What you should do: Copy out again, unchanged, the listing below from the line that has "pub mod core;" through the line that has "Result type alias".

Excerpted data:
◇ ◇ ◇ ◇

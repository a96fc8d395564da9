//! Hardeen - render orchestration for Houdini ROPs
//!
//! Resolves render nodes of a scene into jobs, runs the renderer for each
//! job under supervision, tracks every frame from the renderer's output and
//! fans progress out to notifications and an optional shutdown.

pub mod config;
pub mod core;
pub mod error;
pub mod notifications;
pub mod scene;
pub mod semantic;
pub mod shutdown;

// Re-exports
pub use config::EngineConfig;
pub use core::{
    Batch, BatchHandle, BatchOutcome, BatchSummary, EngineEvent, Frame, FrameRange, FrameStatus,
    Job, JobStatus, ProcessLauncher, Scheduler,
};
pub use scene::{BatchSpec, RenderTarget, SceneIntrospector};

/// Result type alias
pub type Result<T> = anyhow::Result<T>;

◇ ◇ ◇ ◇

Task response:
pub mod core;
pub mod error;
pub mod notifications;
pub mod scene;
pub mod semantic;
pub mod shutdown;

// Re-exports
pub use config::EngineConfig;
pub use core::{
    Batch, BatchHandle, BatchOutcome, BatchSummary, EngineEvent, Frame, FrameRange, FrameStatus,
    Job, JobStatus, ProcessLauncher, Scheduler,
};
pub use scene::{BatchSpec, RenderTarget, SceneIntrospector};

/// Result type alias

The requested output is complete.